I do understand why you don't want to cause a fuss for your son's sake. During our family's hard times, my mom was the same way with me and my brother, even though we were both young adults. In the end, though, we know it's what she had to do and we would have preferred her to argue and stand up for us rather than idly standing by and letting him walk all over her. I hope you and your son can get through this together and bring Lucy back home where she belongs.


----------



## BeauShel (May 20, 2007)

I can understand you want to do everything you can to get your dog back but very careful. Do you think he could be violent? Because there was a person that I know that in spite her husband shot her two dogs to keep her from having them back.

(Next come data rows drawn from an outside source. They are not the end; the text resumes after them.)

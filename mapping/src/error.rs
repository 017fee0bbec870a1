//! Mapping error types.

use thiserror::Error;

/// Mapping errors.
#[derive(Debug, Error, PartialEq)]
pub enum MappingError {
    /// A type has no descriptor.
    #[error("unknown entity type: {name}")]
    UnknownType { name: String },

    /// A relationship entity lacks its start or end node.
    #[error("relationship entity {name} has no {endpoint} node")]
    MissingEndpoint { name: String, endpoint: &'static str },

    /// A create statement did not return an identity for an alias.
    #[error("no identity returned for {alias}")]
    UnboundAlias { alias: String },
}

impl MappingError {
    pub fn unknown_type(name: impl Into<String>) -> Self {
        Self::UnknownType { name: name.into() }
    }

    pub fn missing_endpoint(name: impl Into<String>, endpoint: &'static str) -> Self {
        Self::MissingEndpoint {
            name: name.into(),
            endpoint,
        }
    }

    pub fn unbound_alias(alias: impl Into<String>) -> Self {
        Self::UnboundAlias {
            alias: alias.into(),
        }
    }
}

/// Result type for mapping operations.
pub type MappingResult<T> = Result<T, MappingError>;
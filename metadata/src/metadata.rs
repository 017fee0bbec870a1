//! MetaData - immutable descriptor lookup.

use crate::EntityDescriptor;
use std::collections::HashMap;
use strand_core::Entity;

/// Runtime lookup of entity descriptors.
/// It is immutable after construction.
#[derive(Debug)]
pub struct MetaData {
    /// Descriptors in declaration order.
    descriptors: Vec<EntityDescriptor>,
    /// Type name to descriptor index.
    by_name: HashMap<String, usize>,
    /// Relationship type to relationship entity index.
    by_rel_type: HashMap<String, usize>,
}

impl MetaData {
    /// Create the lookup (use MetaDataBuilder for construction).
    pub(crate) fn new(descriptors: Vec<EntityDescriptor>) -> Self {
        let by_name = descriptors
            .iter()
            .enumerate()
            .map(|(i, d)| (d.name.clone(), i))
            .collect();
        let by_rel_type = descriptors
            .iter()
            .enumerate()
            .filter_map(|(i, d)| d.rel_type().map(|t| (t.to_string(), i)))
            .collect();

        Self {
            descriptors,
            by_name,
            by_rel_type,
        }
    }

    // ==================== Type Lookups ====================

    /// Get a descriptor by type name.
    pub fn descriptor(&self, name: &str) -> Option<&EntityDescriptor> {
        self.by_name.get(name).map(|&i| &self.descriptors[i])
    }

    /// Get the descriptor an object is mapped by.
    pub fn descriptor_for(&self, entity: &dyn Entity) -> Option<&EntityDescriptor> {
        self.descriptor(entity.type_name())
    }

    /// Check if a type name is mapped.
    pub fn is_mapped(&self, name: &str) -> bool {
        self.by_name.contains_key(name)
    }

    /// Check if a type name is mapped as a relationship entity.
    pub fn is_relationship_entity(&self, name: &str) -> bool {
        self.descriptor(name)
            .map(EntityDescriptor::is_relationship_entity)
            .unwrap_or(false)
    }

    /// Get all descriptors, in declaration order.
    pub fn all(&self) -> impl Iterator<Item = &EntityDescriptor> {
        self.descriptors.iter()
    }

    /// Get the number of mapped types.
    pub fn len(&self) -> usize {
        self.descriptors.len()
    }

    pub fn is_empty(&self) -> bool {
        self.descriptors.is_empty()
    }

    // ==================== Graph Lookups ====================

    /// Resolve the labels of a result node to a node entity.
    ///
    /// A descriptor matches when all its labels are present on the node; the
    /// most specific match (most labels) wins, ties go to the first declared.
    pub fn resolve_labels(&self, labels: &[String]) -> Option<&EntityDescriptor> {
        let mut best: Option<&EntityDescriptor> = None;
        for descriptor in &self.descriptors {
            let own = descriptor.labels();
            if own.is_empty() || !own.iter().all(|l| labels.contains(l)) {
                continue;
            }
            let better = best.map(|b| own.len() > b.labels().len()).unwrap_or(true);
            if better {
                best = Some(descriptor);
            }
        }
        best
    }

    /// Get the relationship entity mapped to a relationship type.
    pub fn relationship_entity(&self, rel_type: &str) -> Option<&EntityDescriptor> {
        self.by_rel_type.get(rel_type).map(|&i| &self.descriptors[i])
    }
}
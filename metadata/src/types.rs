//! Entity descriptor types.

use convert_case::{Case, Casing};
use std::fmt;
use strand_core::EntityRef;

/// Creates an empty instance of a mapped type when reading results.
pub type EntityFactory = fn() -> EntityRef;

/// Direction of a relationship field, seen from the owning entity.
#[derive(Debug, Clone, Copy, PartialEq, Eq, Hash)]
pub enum Direction {
    /// `(owner)-[:TYPE]->(target)`
    Outgoing,
    /// `(owner)<-[:TYPE]-(target)`
    Incoming,
    /// Either way. Written as outgoing.
    Undirected,
}

impl Direction {
    /// Check if this field accepts a relationship leaving the owner.
    pub fn accepts_outgoing(&self) -> bool {
        matches!(self, Direction::Outgoing | Direction::Undirected)
    }

    /// Check if this field accepts a relationship arriving at the owner.
    pub fn accepts_incoming(&self) -> bool {
        matches!(self, Direction::Incoming | Direction::Undirected)
    }
}

impl fmt::Display for Direction {
    fn fmt(&self, f: &mut fmt::Formatter<'_>) -> fmt::Result {
        match self {
            Direction::Outgoing => write!(f, "OUTGOING"),
            Direction::Incoming => write!(f, "INCOMING"),
            Direction::Undirected => write!(f, "UNDIRECTED"),
        }
    }
}

/// What a descriptor maps onto.
#[derive(Debug, Clone, PartialEq, Eq)]
pub enum EntityKind {
    /// A node with one or more labels. The first label is the primary one.
    Node { labels: Vec<String> },
    /// A relationship of the given type.
    Relationship { rel_type: String },
}

/// Property field definition.
#[derive(Debug, Clone, PartialEq, Eq)]
pub struct PropertyField {
    /// Field name on the domain object.
    pub name: String,
    /// Graph property name, if it differs from the field name.
    pub property_name: Option<String>,
}

impl PropertyField {
    pub fn new(name: impl Into<String>) -> Self {
        Self {
            name: name.into(),
            property_name: None,
        }
    }

    pub fn renamed(name: impl Into<String>, property_name: impl Into<String>) -> Self {
        Self {
            name: name.into(),
            property_name: Some(property_name.into()),
        }
    }

    /// The name this field is stored under in the graph.
    pub fn graph_name(&self) -> &str {
        self.property_name.as_deref().unwrap_or(&self.name)
    }
}

/// Relationship field definition.
#[derive(Debug, Clone, PartialEq, Eq)]
pub struct RelationshipField {
    /// Field name on the domain object.
    pub name: String,
    /// Relationship type written to the graph.
    pub rel_type: String,
    /// Direction seen from the owner.
    pub direction: Direction,
    /// Type name of the field's elements: a node entity, or a relationship
    /// entity whose start or end is the owner.
    pub target_type: String,
}

/// Descriptor of a mapped type.
#[derive(Debug, Clone)]
pub struct EntityDescriptor {
    /// Type name (the key of the lookup).
    pub name: String,
    /// Node labels or relationship type.
    pub kind: EntityKind,
    /// Name of the identity field.
    pub identity_field: String,
    /// Property fields, in declaration order.
    pub properties: Vec<PropertyField>,
    /// Relationship fields, in declaration order.
    pub relationships: Vec<RelationshipField>,
    /// Start node field of a relationship entity.
    pub start_field: Option<String>,
    /// End node field of a relationship entity.
    pub end_field: Option<String>,
    /// Instantiates the type when reading results.
    pub factory: EntityFactory,
}

impl EntityDescriptor {
    /// Check if this describes a relationship entity.
    pub fn is_relationship_entity(&self) -> bool {
        matches!(self.kind, EntityKind::Relationship { .. })
    }

    /// Node labels; empty for relationship entities.
    pub fn labels(&self) -> &[String] {
        match &self.kind {
            EntityKind::Node { labels } => labels,
            EntityKind::Relationship { .. } => &[],
        }
    }

    /// Relationship type of a relationship entity.
    pub fn rel_type(&self) -> Option<&str> {
        match &self.kind {
            EntityKind::Node { .. } => None,
            EntityKind::Relationship { rel_type } => Some(rel_type),
        }
    }

    /// The primary label of a node entity, or the type of a relationship entity.
    pub fn entity_type(&self) -> &str {
        match &self.kind {
            EntityKind::Node { labels } => labels
                .first()
                .map(String::as_str)
                .unwrap_or(self.name.as_str()),
            EntityKind::Relationship { rel_type } => rel_type,
        }
    }

    /// Get a property field by field name.
    pub fn property_field(&self, name: &str) -> Option<&PropertyField> {
        self.properties.iter().find(|p| p.name == name)
    }

    /// Resolve a field name to its graph property name, honouring overrides.
    ///
    /// Unknown names are returned unchanged.
    pub fn graph_property_name<'a>(&'a self, name: &'a str) -> &'a str {
        self.property_field(name)
            .map(PropertyField::graph_name)
            .unwrap_or(name)
    }

    /// Get a relationship field by field name.
    pub fn relationship_field(&self, name: &str) -> Option<&RelationshipField> {
        self.relationships.iter().find(|r| r.name == name)
    }
}

/// Infer a relationship type from a field name: `worksWith` becomes `WORKS_WITH`.
pub fn infer_relationship_type(field_name: &str) -> String {
    field_name.to_case(Case::Constant)
}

Not to scare you but just to be careful in how it is handled.


----------



## jlc's mom (Dec 21, 2007)

Yes, I think he could be violent. I think that is why I havn't done anything yet. I'm scared. I was going to file a report tonight, but I'm just scared. I'm scared, mad, sad, very angry and plus who know what else. What if he doesn't have her anymore? One of our last fights he kept saying thanks, now I have to kill my dogs because where am I going to find a place to live that would take them. Then he was having trouble finding a place for two dogs, and now he has three? Sorry I'm just babbling.


----------



## FinnTastic (Apr 20, 2009)

Maybe you should let the police know your afraid for the safety of your dog. You're afraid he may do something to spite you.


----------



## AquaClaraCanines (Mar 5, 2006)

I would have never let him leave. My dogs are all AKC registered in my name, everything's in my name, and we are happily married.

What other two dogs did he take? I'm so very said for you.


----------



## Heidi36oh (Feb 27, 2007)

So sorry, hope you can work it out! Be strong don't let this jerk take your baby, report him!


----------



## skyismine02 (Feb 19, 2010)

The simple fact you use the word ''stole'' her in the thread starter warrants police involvement.


----------



## fostermom (Sep 6, 2007)

jessi mom said:


> Yes, I think he could be violent. I think that is why I havn't done anything yet. I'm scared. I was going to file a report tonight, but I'm just scared. I'm scared, mad, sad, very angry and plus who know what else. What if he doesn't have her anymore? One of our last fights he kept saying thanks, now I have to kill my dogs because where am I going to find a place to live that would take them. Then he was having trouble finding a place for two dogs, and now he has three? Sorry I'm just babbling.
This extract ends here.